//! Response lists: static value/label pairs, dynamic CSV/database sources, input masks.

use std::fmt;

use serde::{Deserialize, Serialize};

/// The three response modes, selected by the first line of the Responses cell.
#[derive(Debug, Clone, PartialEq, Eq, Serialize, Deserialize)]
#[serde(tag = "mode", rename_all = "snake_case")]
pub enum ResponseSpec {
    Static { entries: Vec<ResponseOption> },
    Dynamic(DynamicResponses),
    Mask { pattern: String },
}

#[derive(Debug, Clone, PartialEq, Eq, Serialize, Deserialize)]
pub struct ResponseOption {
    pub value: String,
    pub label: String,
}

impl ResponseOption {
    pub fn new(value: impl Into<String>, label: impl Into<String>) -> Self {
        Self {
            value: value.into(),
            label: label.into(),
        }
    }
}

#[derive(Debug, Clone, PartialEq, Eq, Serialize, Deserialize)]
#[serde(tag = "source", rename_all = "snake_case")]
pub enum DynamicSource {
    Csv { file: String },
    Database { table: String },
}

impl DynamicSource {
    pub fn kind(&self) -> &'static str {
        match self {
            Self::Csv { .. } => "csv",
            Self::Database { .. } => "database",
        }
    }

    /// Attribute name and value that locate the source (`file` or `table`).
    pub fn locator(&self) -> (&'static str, &str) {
        match self {
            Self::Csv { file } => ("file", file),
            Self::Database { table } => ("table", table),
        }
    }
}

/// Responses resolved at runtime by the survey application.
#[derive(Debug, Clone, PartialEq, Eq, Serialize, Deserialize)]
pub struct DynamicResponses {
    pub source: DynamicSource,
    pub filters: Vec<ResponseFilter>,
    pub display: String,
    pub value: String,
    pub distinct: Option<bool>,
    pub empty_message: Option<String>,
    pub dont_know: Option<SpecialResponse>,
    pub not_in_list: Option<SpecialResponse>,
}

/// `dont_know:` / `not_in_list:` extra entry, written as `value[, label]`.
#[derive(Debug, Clone, PartialEq, Eq, Serialize, Deserialize)]
pub struct SpecialResponse {
    pub value: String,
    pub label: Option<String>,
}

#[derive(Debug, Clone, PartialEq, Eq, Serialize, Deserialize)]
pub struct ResponseFilter {
    pub field: String,
    pub operator: FilterOperator,
    pub value: FilterValue,
}

#[derive(Debug, Clone, Copy, PartialEq, Eq, Serialize, Deserialize)]
pub enum FilterOperator {
    Eq,
    NotEq,
    LtGt,
    Gt,
    Lt,
    Ge,
    Le,
}

impl FilterOperator {
    pub const ALL: [FilterOperator; 7] = [
        Self::Eq,
        Self::NotEq,
        Self::LtGt,
        Self::Gt,
        Self::Lt,
        Self::Ge,
        Self::Le,
    ];

    pub fn as_str(self) -> &'static str {
        match self {
            Self::Eq => "=",
            Self::NotEq => "!=",
            Self::LtGt => "<>",
            Self::Gt => ">",
            Self::Lt => "<",
            Self::Ge => ">=",
            Self::Le => "<=",
        }
    }

    pub fn parse(token: &str) -> Option<Self> {
        Self::ALL.into_iter().find(|op| op.as_str() == token)
    }
}

impl fmt::Display for FilterOperator {
    fn fmt(&self, f: &mut fmt::Formatter<'_>) -> fmt::Result {
        f.write_str(self.as_str())
    }
}

/// Right-hand side of a filter. References stay unresolved until runtime.
#[derive(Debug, Clone, PartialEq, Eq, Serialize, Deserialize)]
pub enum FilterValue {
    Literal(String),
    /// `[[fieldname]]`, kept verbatim.
    Reference(String),
}

impl FilterValue {
    /// Cell text as written, including the `[[ ]]` brackets for references.
    pub fn as_written(&self) -> String {
        match self {
            Self::Literal(text) => text.clone(),
            Self::Reference(field) => format!("[[{field}]]"),
        }
    }
}

#[cfg(test)]
mod tests {
    use super::*;

    #[test]
    fn filter_operator_tokens() {
        for op in FilterOperator::ALL {
            assert_eq!(FilterOperator::parse(op.as_str()), Some(op));
        }
        assert_eq!(FilterOperator::parse("=="), None);
    }

    #[test]
    fn reference_is_written_back_with_brackets() {
        let value = FilterValue::Reference("district".to_string());
        assert_eq!(value.as_written(), "[[district]]");
    }

    #[test]
    fn locator_names_the_source_attribute() {
        let csv = DynamicSource::Csv {
            file: "villages".into(),
        };
        assert_eq!(csv.kind(), "csv");
        assert_eq!(csv.locator(), ("file", "villages"));
    }
}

────────────────────

Instructions to follow - In the records above, some lines may contain the word "runtime"; copy every one of them.

Solution to this problem -
/// Responses resolved at runtime by the survey application.
/// Right-hand side of a filter. References stay unresolved until runtime.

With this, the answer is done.